Jika kegiatan CSR perusahaan dapat meningkatkan nilai perusahaannya, kegiatan CSR

bisa jadi dianggap sebagai strategi bisnis dan manajer dapat memilih tingkat dan

tingkatnyakegiatan. Dalam hal ini, biaya agensi yang terkait dengan aktivitas CSR dapat terjadi.

Eksekutifdapat menyalahgunakan hak mereka dengan memilih kebijakan CSR yang tidak sesuai

dengankepentingan pemegang saham namun, sebaliknya, meningkatkan kepentingan pribadi.

Dengan kata lain, jika manajer dapat menikmati keuntungan pribadi, seperti meningkatkan

reputasi mereka sendiri dengan tampil kegiatan CSR, mereka memiliki insentif untuk terlibat

dalam kegiatan seperti itu tanpa memperhatikanefek pada nilai perusahaan (Jensen dan Meckling
1976). Karena itu, kami mengharapkan dampaknya aktivitas CSR perusahaan bervariasi

tergantung pada tata kelola perusahaan, termasuk kepemilikan dan struktur papan.

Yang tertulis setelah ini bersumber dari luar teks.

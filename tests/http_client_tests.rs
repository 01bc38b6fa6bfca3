//! Integration tests for the HTTP client functionality.
//!
//! These tests verify the client configuration, request building,
//! response parsing, and transport error behavior against a local server.

use std::collections::HashMap;

use mixin_api::clients::{HttpClient, HttpError, HttpMethod, HttpRequest};
use mixin_api::{ApiKey, MixinConfig, StoreUrl};
use serde_json::json;
use wiremock::matchers::{header, method, path, query_param};
use wiremock::{Mock, MockServer, ResponseTemplate};

/// Creates a configuration pointing at the given store URL.
fn create_test_config(store_url: &str, api_key: &str) -> MixinConfig {
    MixinConfig::builder()
        .api_key(ApiKey::new(api_key).unwrap())
        .store_url(StoreUrl::new(store_url).unwrap())
        .build()
        .unwrap()
}

// ============================================================================
// Client Construction
// ============================================================================

#[test]
fn test_client_targets_management_api() {
    let config = create_test_config("https://shop.example.com/", "test-key");
    let client = HttpClient::new(&config);

    assert_eq!(client.base_uri(), "https://shop.example.com");
    assert_eq!(client.base_path(), "/api/management/v1");
    assert_eq!(
        client.default_headers().get("Authorization").map(String::as_str),
        Some("Api-Key test-key")
    );
    assert_eq!(
        client.default_headers().get("Accept").map(String::as_str),
        Some("application/json")
    );
}

#[test]
fn test_user_agent_carries_prefix() {
    let config = MixinConfig::builder()
        .api_key(ApiKey::new("test-key").unwrap())
        .store_url(StoreUrl::new("https://shop.example.com").unwrap())
        .user_agent_prefix("HostSync/2.1")
        .build()
        .unwrap();
    let client = HttpClient::new(&config);

    let user_agent = client.default_headers().get("User-Agent").unwrap();
    assert!(user_agent.starts_with("HostSync/2.1 | Mixin API Library v"));
}

// ============================================================================
// Requests Against a Local Server
// ============================================================================

#[tokio::test]
async fn test_request_sends_api_key_and_query() {
    let server = MockServer::start().await;

    Mock::given(method("GET"))
        .and(path("/api/management/v1/products/"))
        .and(header("Authorization", "Api-Key secret-key"))
        .and(query_param("page", "2"))
        .respond_with(ResponseTemplate::new(200).set_body_json(json!({"result": []})))
        .expect(1)
        .mount(&server)
        .await;

    let client = HttpClient::new(&create_test_config(&server.uri(), "secret-key"));
    let request = HttpRequest::builder(HttpMethod::Get, "products/")
        .query_param("page", "2")
        .build()
        .unwrap();

    let response = client.request(request).await.unwrap();

    assert_eq!(response.code, 200);
    assert_eq!(response.body, json!({"result": []}));
}

#[tokio::test]
async fn test_json_body_is_sent_with_content_type() {
    let server = MockServer::start().await;

    Mock::given(method("POST"))
        .and(path("/api/management/v1/categories/"))
        .and(header("Content-Type", "application/json"))
        .respond_with(ResponseTemplate::new(201).set_body_json(json!({"id": 4, "name": "Shoes"})))
        .mount(&server)
        .await;

    let client = HttpClient::new(&create_test_config(&server.uri(), "key"));
    let request = HttpRequest::builder(HttpMethod::Post, "categories/")
        .json(json!({"name": "Shoes"}))
        .build()
        .unwrap();

    let response = client.request(request).await.unwrap();
    assert_eq!(response.code, 201);
    assert!(response.is_ok());

    let received = server.received_requests().await.unwrap();
    let sent: serde_json::Value = serde_json::from_slice(&received[0].body).unwrap();
    assert_eq!(sent, json!({"name": "Shoes"}));
}

#[tokio::test]
async fn test_error_status_is_returned_not_raised() {
    let server = MockServer::start().await;

    Mock::given(method("GET"))
        .and(path("/api/management/v1/products/99/"))
        .respond_with(
            ResponseTemplate::new(404)
                .insert_header("X-Request-Id", "req-77")
                .set_body_json(json!({"detail": "Not found."})),
        )
        .mount(&server)
        .await;

    let client = HttpClient::new(&create_test_config(&server.uri(), "key"));
    let request = HttpRequest::builder(HttpMethod::Get, "products/99/")
        .build()
        .unwrap();

    let response = client.request(request).await.unwrap();

    assert_eq!(response.code, 404);
    assert!(!response.is_ok());
    assert_eq!(response.request_id(), Some("req-77"));
    assert_eq!(response.body["detail"], "Not found.");
}

#[tokio::test]
async fn test_non_json_error_body_is_kept_raw() {
    let server = MockServer::start().await;

    Mock::given(method("GET"))
        .and(path("/api/management/v1/categories/"))
        .respond_with(ResponseTemplate::new(500).set_body_string("<h1>Server Error</h1>"))
        .mount(&server)
        .await;

    let client = HttpClient::new(&create_test_config(&server.uri(), "key"));
    let request = HttpRequest::builder(HttpMethod::Get, "categories/")
        .build()
        .unwrap();

    let response = client.request(request).await.unwrap();

    assert_eq!(response.code, 500);
    assert_eq!(response.body, json!({"raw_body": "<h1>Server Error</h1>"}));
}

#[tokio::test]
async fn test_non_json_success_body_is_kept_raw() {
    let server = MockServer::start().await;

    Mock::given(method("GET"))
        .and(path("/api/management/v1/products/12/"))
        .respond_with(ResponseTemplate::new(200).set_body_string("<html>login</html>"))
        .mount(&server)
        .await;

    let client = HttpClient::new(&create_test_config(&server.uri(), "key"));
    let request = HttpRequest::builder(HttpMethod::Get, "products/12/")
        .build()
        .unwrap();

    let response = client.request(request).await.unwrap();

    assert!(response.is_ok());
    assert_eq!(response.raw_body(), Some("<html>login</html>"));
}

#[tokio::test]
async fn test_empty_success_body_becomes_empty_object() {
    let server = MockServer::start().await;

    Mock::given(method("GET"))
        .and(path("/api/management/v1/products/"))
        .respond_with(ResponseTemplate::new(200))
        .mount(&server)
        .await;

    let client = HttpClient::new(&create_test_config(&server.uri(), "key"));
    let request = HttpRequest::builder(HttpMethod::Get, "products/")
        .build()
        .unwrap();

    let response = client.request(request).await.unwrap();
    assert_eq!(response.body, json!({}));
}

#[tokio::test]
async fn test_unreachable_server_is_network_error() {
    // Nothing listens on port 1
    let client = HttpClient::new(&create_test_config("http://127.0.0.1:1", "key"));
    let request = HttpRequest::builder(HttpMethod::Get, "products/")
        .build()
        .unwrap();

    let result = client.request(request).await;
    assert!(matches!(result, Err(HttpError::Network(_))));
}

// ============================================================================
// Request Validation
// ============================================================================

#[tokio::test]
async fn test_invalid_request_is_rejected_before_sending() {
    let server = MockServer::start().await;
    let client = HttpClient::new(&create_test_config(&server.uri(), "key"));

    let request = HttpRequest {
        http_method: HttpMethod::Put,
        path: "products/1/".to_string(),
        body: None,
        body_type: None,
        query: HashMap::new(),
        headers: HashMap::new(),
    };

    let result = client.request(request).await;

    assert!(matches!(
        result,
        Err(HttpError::InvalidRequest(
            mixin_api::InvalidHttpRequestError::MissingBody { .. }
        ))
    ));
    assert!(server.received_requests().await.unwrap().is_empty());
}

H2: Dampak kegiatan tanggung jawab sosial perusahaan terhadap nilai perusahaan berbeda

tergantung pada tingkat tata kelola perusahaan.

Teori pemantauan berpendapat bahwa pemegang saham mayoritas yang mengharapkan

pengembalian yang tinggiinsentif yang kuat untuk memantau manajer dan mencegah perilaku

yang dapat membahayakan pemegang saham minat. Hasil empiris Morck et al. (1988)

menunjukkan bahwa, sebagai yang terbesar Rasio kepemilikan pemegang saham meningkat,

biaya agensi cenderung menurun karena pemegang saham mayoritas mengurangi konflik

kepentingan antara manajer dan pemegang sahamdengan mengawasi perilaku oportunistik

manajer. Sebaliknya, penelitian empiris lainnya memberikan hasil yang berbeda dan menemukan

efek negatif dari konsentrasi pemilikan terhadap nilai perusahaan. Leech dan Leahy (1991)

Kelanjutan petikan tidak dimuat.